If we can’t fix our educational system soon, we will take the path of the ancient Mycenaeans, marveling at technological artifacts we can no longer create, or use.

Science and reason are under attack from many sides: from pseudoscience to organized superstitions to conspiracy theories to right-wing anti-intellectualism. But, like in every good George Romero movie, the worst enemy is working from within: our very own educational system.

Something’s broken, and if we can’t fix it, we can kiss our future technology and cultural accomplishments good-bye and take the very path the ancient Mycenaeans took, marveling at the crumbling highrises and technological artifacts we no longer can create, maintain, or use.

In Germany, the defense secretary Karl-Theodor zu Guttenberg just encountered his personal career stopper as more and more plagiarized sources from his doctoral thesis are popping up all over the internet. The German Spiegel wrote:

Should the plagiarism concerns be proven, it is still not a given that the minister, who has long been one of Germany’s most popular politicians, will lose his degree. Sloppy citation is hardly rare, and German universities have tended to show clemency in many such cases. Still, should it be shown that the copying was done knowingly, Chancellor Angela Merkel’s cabinet could lose a doctor.

This, of course, is brazen nonsense. What, exactly, does “knowingly” mean when all the evidence from the plagiarized passages discovered so far have written “GHOSTWRITER” all over them? Do we have to tattoo this on journalists’ foreheads?

Crowdsourcing is already under way, and yesterday I wrote this little piece (German language) on how research can make a valuable contribution to academic and political honesty. But would that solve the problem? No, it wouldn’t: along the progressing digitalization of academia, a new & improved creed of ghostwriters has already evolved.

This is an article you need to read in full, The Shadow Scholar: The Chronicle of Higher Education, over at the Chronicle:

Do you ever wonder how a student who struggles to formulate complete sentences in conversation manages to produce marginally competent research? How does that student get by you? I live well on the desperation, misery, and incompetence that your educational system has created.

Even if everything were verifiable in principle in a fully digitalized world (which of course it won’t, and can’t, for various reasons), ghostwriters in academia will not go extinct, they will evolve even further. But ghostwriters aren’t at the heart of the problem: our educational system is.

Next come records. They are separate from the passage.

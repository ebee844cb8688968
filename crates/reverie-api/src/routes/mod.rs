//! Route modules.

pub mod health;
pub mod stage;
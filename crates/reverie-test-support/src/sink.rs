//! Recording text sink — timestamps every write against tokio's clock.

use std::sync::Mutex;
use std::time::Duration;

use reverie_core::text::TextSink;
use tokio::time::Instant;

/// A sink that keeps its text and the virtual time of every append.
///
/// Intended for `#[tokio::test(start_paused = true)]` tests, where the
/// recorded instants are exact.
#[derive(Debug, Default)]
pub struct RecordingSink {
    text: Mutex<String>,
    appends: Mutex<Vec<Instant>>,
}

impl RecordingSink {
    /// Creates an empty sink.
    #[must_use]
    pub fn new() -> Self {
        Self::default()
    }

    /// Current content.
    ///
    /// # Panics
    ///
    /// Panics if the internal mutex is poisoned.
    pub fn text(&self) -> String {
        self.text.lock().unwrap().clone()
    }

    /// When the first unit was appended.
    ///
    /// # Panics
    ///
    /// Panics if the internal mutex is poisoned.
    pub fn first_append_at(&self) -> Option<Instant> {
        self.appends.lock().unwrap().first().copied()
    }

    /// Time between consecutive appends.
    ///
    /// # Panics
    ///
    /// Panics if the internal mutex is poisoned.
    pub fn append_gaps(&self) -> Vec<Duration> {
        self.appends
            .lock()
            .unwrap()
            .windows(2)
            .map(|pair| pair[1] - pair[0])
            .collect()
    }

    /// [`append_gaps`](Self::append_gaps) in whole milliseconds.
    ///
    /// # Panics
    ///
    /// Panics if the internal mutex is poisoned or a gap overflows `u64`.
    pub fn append_gaps_ms(&self) -> Vec<u64> {
        self.append_gaps()
            .iter()
            .map(|gap| u64::try_from(gap.as_millis()).unwrap())
            .collect()
    }
}

impl TextSink for RecordingSink {
    fn clear(&self) {
        self.text.lock().unwrap().clear();
    }

    fn append(&self, unit: &str) {
        self.text.lock().unwrap().push_str(unit);
        self.appends.lock().unwrap().push(Instant::now());
    }

    fn set_text(&self, text: &str) {
        *self.text.lock().unwrap() = text.to_owned();
    }
}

Our educational system doesn’t provide the fundamental framework for any conceivable future, and hasn’t done so for a long time. Both basic and higher learning have veered toward training and away from education, primarily (I think) a victim of economical/ideological forces fundamentally hostile to the vast opportunities our pace of technological innovation and evolving media landscape have opened up to. Then, education gets more costly by the minute, and the jobs needed for people to pay back their education loans evaporate even before graduation. If we follow through with that, the European school system will soon look like the U. S. school system, and the American university system will soon look like the European university systems, all locatable on a quality scale that ranges between the bland and the abysmal. Except those well-known class of institutions the tuition fees of which compare to a student loan like the GDP of a medium-sized country compares to the loose change in your pocket.

And there we are. From The Shadow Scholar:

From my experience, three demographic groups seek out my services: the English-as-second-language student; the hopelessly deficient student; and the lazy rich kid.

For the last, colleges are a perfect launching ground—they are built to reward the rich and to forgive them their laziness. Let’s be honest: The successful among us are not always the best and the brightest, and certainly not the most ethical. My favorite customers are those with an unlimited supply of money and no shortage of instructions on how they would like to see their work executed. While the deficient student will generally not know how to ask for what he wants until he doesn’t get it, the lazy rich student will know exactly what he wants. He is poised for a life of paying others and telling them what to do. Indeed, he is acquiring all the skills he needs to stay on top.

That sums it up nicely. Certainly, there’s a whole bunch of problems we need to deal with to fix our educational system, but this is one of them.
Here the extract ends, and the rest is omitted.